> EXERCISE PROMPT: Scan the data below. Pull out each line where "today" occurs.

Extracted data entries
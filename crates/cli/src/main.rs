mod config;

use std::io::Read;
use std::path::{Path, PathBuf};
use std::time::Duration;

use anyhow::{Context, Result};
use chrono::{Local, NaiveDate};
use clap::{Parser, Subcommand};
use serde::Serialize;
use tracing::{error, info};

use mileage_core::{Money, ReceiptRecord};
use mileage_ocr::{
    ExtractedReceipt, Extractor, OcrBackend, ReceiptPipeline, Rotation, ScanResult,
    TimeoutRecognizer,
};

use config::{Config, LogSettings, OcrSettings};

#[derive(Parser)]
#[command(name = "mileage-scan")]
#[command(about = "Read store, date and total from receipt photos")]
#[command(version)]
struct Cli {
    /// TOML config file
    #[arg(long, global = true)]
    config: Option<PathBuf>,

    /// Raise log verbosity (-v debug, -vv trace)
    #[arg(short, long, action = clap::ArgAction::Count, global = true)]
    verbose: u8,

    #[command(subcommand)]
    command: Commands,
}

#[derive(Subcommand)]
enum Commands {
    /// Run orientation search, OCR and extraction on receipt images
    Scan {
        #[arg(required = true)]
        images: Vec<PathBuf>,
    },
    /// Extract fields from already recognized text (a file, or stdin)
    Extract { file: Option<PathBuf> },
}

/// One JSON line per scanned image.
#[derive(Serialize)]
struct ScanReport<'a> {
    file: &'a Path,
    rotation: Option<Rotation>,
    orientation_confidence: Option<f32>,
    extracted: ExtractedReceipt,
    record: ReceiptRecord,
}

#[derive(Serialize)]
struct ExtractReport {
    extracted: ExtractedReceipt,
    date: NaiveDate,
    total: Option<Money>,
}

#[tokio::main]
async fn main() -> Result<()> {
    let cli = Cli::parse();

    let config = match &cli.config {
        Some(path) => Config::load(path)
            .with_context(|| format!("loading config from {}", path.display()))?,
        None => Config::default(),
    };

    init_tracing(cli.verbose, &config.log);

    match cli.command {
        Commands::Scan { images } => scan(&images, &config.ocr).await,
        Commands::Extract { file } => extract(file.as_deref()),
    }
}

fn init_tracing(verbose: u8, log: &LogSettings) {
    tracing_subscriber::fmt()
        .with_env_filter(
            tracing_subscriber::EnvFilter::try_from_default_env()
                .unwrap_or_else(|_| tracing_subscriber::EnvFilter::new(fallback_filter(verbose, log))),
        )
        .with_writer(std::io::stderr)
        .init();
}

fn fallback_filter(verbose: u8, log: &LogSettings) -> String {
    match verbose {
        0 => log.filter.clone(),
        1 => "debug".to_string(),
        _ => "trace".to_string(),
    }
}

async fn scan(images: &[PathBuf], settings: &OcrSettings) -> Result<()> {
    let pipeline = ReceiptPipeline::new(build_backend(settings)?);
    info!(count = images.len(), "Scanning receipts");

    let mut failed = 0usize;
    for path in images {
        match pipeline.process_file(path).await {
            Ok(result) => println!("{}", serde_json::to_string(&scan_report(path, result))?),
            Err(e) => {
                error!(file = %path.display(), error = %e, "receipt scan failed");
                failed += 1;
            }
        }
    }

    if failed > 0 {
        anyhow::bail!("{failed} of {} receipts could not be scanned", images.len());
    }
    Ok(())
}

fn scan_report(path: &Path, result: ScanResult) -> ScanReport<'_> {
    let now = Local::now().naive_local();
    let record = result.extracted.to_record(now.date(), now);
    ScanReport {
        file: path,
        rotation: result.rotation,
        orientation_confidence: result.orientation_confidence,
        extracted: result.extracted,
        record,
    }
}

fn extract(file: Option<&Path>) -> Result<()> {
    let text = match file {
        Some(path) => std::fs::read_to_string(path)
            .with_context(|| format!("reading {}", path.display()))?,
        None => {
            let mut buf = String::new();
            std::io::stdin().read_to_string(&mut buf).context("reading stdin")?;
            buf
        }
    };

    let report = extract_report(&text, Local::now().date_naive());
    println!("{}", serde_json::to_string_pretty(&report)?);
    Ok(())
}

fn extract_report(text: &str, today: NaiveDate) -> ExtractReport {
    let extracted = Extractor::extract(text);
    ExtractReport {
        date: extracted.date_or(today),
        total: extracted.total(),
        extracted,
    }
}

#[cfg(feature = "tesseract")]
fn build_backend(settings: &OcrSettings) -> Result<Box<dyn OcrBackend>> {
    use mileage_ocr::TesseractRecognizer;

    info!(language = %settings.language, "Using Tesseract OCR backend");
    let engine = TesseractRecognizer::new(settings.data_path.clone(), &settings.language);
    Ok(with_timeout(engine, settings.timeout()))
}

#[cfg(not(feature = "tesseract"))]
fn build_backend(_settings: &OcrSettings) -> Result<Box<dyn OcrBackend>> {
    Err(mileage_ocr::OcrError::NotAvailable.into())
}

fn with_timeout<R: OcrBackend + 'static>(engine: R, timeout: Option<Duration>) -> Box<dyn OcrBackend> {
    match timeout {
        Some(timeout) => Box::new(TimeoutRecognizer::new(engine, timeout)),
        None => Box::new(engine),
    }
}
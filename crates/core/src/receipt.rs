use chrono::{NaiveDate, NaiveDateTime};
use serde::{Deserialize, Serialize};

use crate::money::Money;

/// The row handed to the receipt store once a user confirms an upload.
///
/// Field names are the ones the `receipts` table accepts.
#[derive(Debug, Clone, PartialEq, Serialize, Deserialize)]
pub struct ReceiptRecord {
    pub date: NaiveDate,
    pub store_name: String,
    pub total: Money,
    pub upload_timestamp: NaiveDateTime,
    #[serde(default, skip_serializing_if = "Option::is_none")]
    pub ocr_raw_text: Option<String>,
}

impl ReceiptRecord {
    /// Whether the total is still the zero placeholder used when nothing was extracted.
    pub fn has_placeholder_total(&self) -> bool {
        self.total.is_zero()
    }
}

> WRITTEN SOLUTION:
fn extract_report(text: &str, today: NaiveDate) -> ExtractReport {
        date: extracted.date_or(today),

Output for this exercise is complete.